Matilda Internet owner Leon Cuzzilla shows an example of the spam computer users could expect from people trying to access passwords.
Matilda Internet owner Leon Cuzzilla shows an example of the spam computer users could expect from people trying to access passwords. Peter Holt

Is your password one of the worst?

I LOVE you monkey so let me in and let's have a 123456.

And therein lies four of the 25 worst passwords of 2011 and each is putting computer users at risk of identity thieves and a barrage of spam.

SplashData, a developer of productivity and security applications, compiled the list from files containing millions of stolen passwords posted online by hackers. If you're using one then it's time to come up with a more creative password.

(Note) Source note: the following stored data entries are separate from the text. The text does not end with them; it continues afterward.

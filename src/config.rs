//! Configuração do cliente carregada a partir de `wavespeed.toml`.
//!
//! A struct [`WavespeedConfig`] contém todos os parâmetros configuráveis.
//! Valores não presentes no arquivo usam defaults sensíveis. As variáveis de
//! ambiente `WAVESPEED_API_KEY` e `WAVESPEED_BASE_URL` têm precedência sobre
//! o arquivo. Durações são expressas em segundos.

use std::path::Path;
use std::time::Duration;

use serde::Deserialize;

use crate::api::client::DEFAULT_BASE_URL;
use crate::error::{Error, Result};
use crate::retry::RetryPolicy;

/// Nome do arquivo de configuração procurado no diretório atual.
pub const CONFIG_FILE: &str = "wavespeed.toml";

/// Configuração de nível superior carregada de `wavespeed.toml`.
#[derive(Debug, Clone, Deserialize)]
pub struct WavespeedConfig {
    /// Chave da API WaveSpeed.
    #[serde(default)]
    pub api_key: String,

    /// URL base da API.
    #[serde(default = "default_base_url")]
    pub base_url: String,

    /// Tempo máximo total de espera por uma predição, em segundos.
    /// Zero ou negativo desativa o limite.
    #[serde(default = "default_timeout")]
    pub timeout: f64,

    /// Intervalo entre consultas de status, em segundos.
    #[serde(default = "default_poll_interval")]
    pub poll_interval: f64,

    /// Retentativas da tarefa inteira (submissão + espera).
    #[serde(default)]
    pub max_retries: u32,

    /// Retentativas de uma única chamada HTTP.
    #[serde(default = "default_max_connection_retries")]
    pub max_connection_retries: u32,

    /// Intervalo base entre retentativas, em segundos.
    #[serde(default = "default_retry_interval")]
    pub retry_interval: f64,

    /// Prazo de uma única chamada HTTP, em segundos.
    #[serde(default = "default_request_timeout")]
    pub request_timeout: f64,

    /// Usa o modo síncrono por padrão.
    #[serde(default)]
    pub enable_sync_mode: bool,
}

fn default_base_url() -> String {
    DEFAULT_BASE_URL.to_string()
}

// 36000 segundos = 10 horas.
fn default_timeout() -> f64 {
    36_000.0
}

fn default_poll_interval() -> f64 {
    1.0
}

fn default_max_connection_retries() -> u32 {
    5
}

fn default_retry_interval() -> f64 {
    1.0
}

fn default_request_timeout() -> f64 {
    120.0
}

impl Default for WavespeedConfig {
    fn default() -> Self {
        Self {
            api_key: String::new(),
            base_url: default_base_url(),
            timeout: default_timeout(),
            poll_interval: default_poll_interval(),
            max_retries: 0,
            max_connection_retries: default_max_connection_retries(),
            retry_interval: default_retry_interval(),
            request_timeout: default_request_timeout(),
            enable_sync_mode: false,
        }
    }
}

impl WavespeedConfig {
    /// Carrega a configuração de `wavespeed.toml` no diretório atual.
    /// Usa valores padrão se o arquivo não existir.
    pub fn load() -> Result<Self> {
        Self::load_from(Path::new(CONFIG_FILE))
    }

    /// Carrega a configuração de um caminho explícito, aplicando o ambiente.
    pub fn load_from(path: &Path) -> Result<Self> {
        let mut config = if path.exists() {
            let contents = std::fs::read_to_string(path)?;
            toml::from_str::<WavespeedConfig>(&contents)?
        } else {
            Self::default()
        };

        // Variáveis de ambiente têm precedência sobre o arquivo.
        if let Some(key) = non_empty_env("WAVESPEED_API_KEY") {
            config.api_key = key;
        }
        if let Some(url) = non_empty_env("WAVESPEED_BASE_URL") {
            config.base_url = url;
        }

        config.validate()?;
        Ok(config)
    }

    /// Rejeita durações negativas ou não finitas (exceto `timeout`, onde
    /// zero ou menos significa "sem limite").
    pub fn validate(&self) -> Result<()> {
        let fields = [
            ("poll_interval", self.poll_interval),
            ("retry_interval", self.retry_interval),
            ("request_timeout", self.request_timeout),
        ];
        for (name, value) in fields {
            if !value.is_finite() || value < 0.0 {
                return Err(Error::Config(format!(
                    "{name} must be a non-negative number of seconds, got {value}"
                )));
            }
        }
        if !self.timeout.is_finite() {
            return Err(Error::Config(format!(
                "timeout must be a finite number of seconds, got {}",
                self.timeout
            )));
        }
        Ok(())
    }

    /// Converte os campos numéricos na [`RetryPolicy`] usada pelo cliente.
    pub fn retry_policy(&self) -> RetryPolicy {
        RetryPolicy {
            max_connection_retries: self.max_connection_retries,
            max_retries: self.max_retries,
            retry_interval: seconds(self.retry_interval),
            request_timeout: seconds(self.request_timeout),
            timeout: (self.timeout > 0.0).then(|| seconds(self.timeout)),
            poll_interval: seconds(self.poll_interval),
        }
    }
}

fn non_empty_env(name: &str) -> Option<String> {
    std::env::var(name).ok().filter(|v| !v.is_empty())
}

fn seconds(value: f64) -> Duration {
    Duration::try_from_secs_f64(value).unwrap_or(Duration::ZERO)
}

The passwords were: Password, 123456, 12345678, qwerty, abc123, monkey, 1234567, letmein, trustno1, dragon, baseball, 111111, iloveyou, master, sunshine, ashley, bailey, passw0rd, shadow, 123123, 654321, superman, qazwsx, michael and football.

Matilda Internet owner Leon Cuzzilla said the most common passwords he came across were Bundy and password.

Mr Cuzzilla said computer users were generally not too creative when it came to creating passwords, with other common combinations including names, dates of birth and usernames with numbers tacked onto the end.

Duplication of expired passwords was also common, he said. For example, a user with the password dog making their new password dogdog.

So is one word fine for a password or should it be a lot trickier?

"A word is fine as long as they mix it up with lower and uppercase," Mr Cuzzilla said. "A number or a character is good to have. A character is better because that's something people wouldn't think of."

Longer passwords are also a good idea as they are harder for others to figure out. One of the biggest problems though is people tend to use the same passwords for a variety of internet sites and applications because they find it too confusing to remember all different ones.

"It is absolutely confusing for people," Mr Cuzzilla said. "If people have a problem we ask them what their username and password is. About 80% of them wouldn't know what their passwords were."

He said the best idea was to invest in software that allowed the safe storage of passwords.

While bad passwords were an issue, there was a much bigger problem compromising computer users.

He said many users received emails from people posing as internet provider companies, which told them they were over their quota and needed to log on to change their passwords.

"(Then) they just get spammed," he said.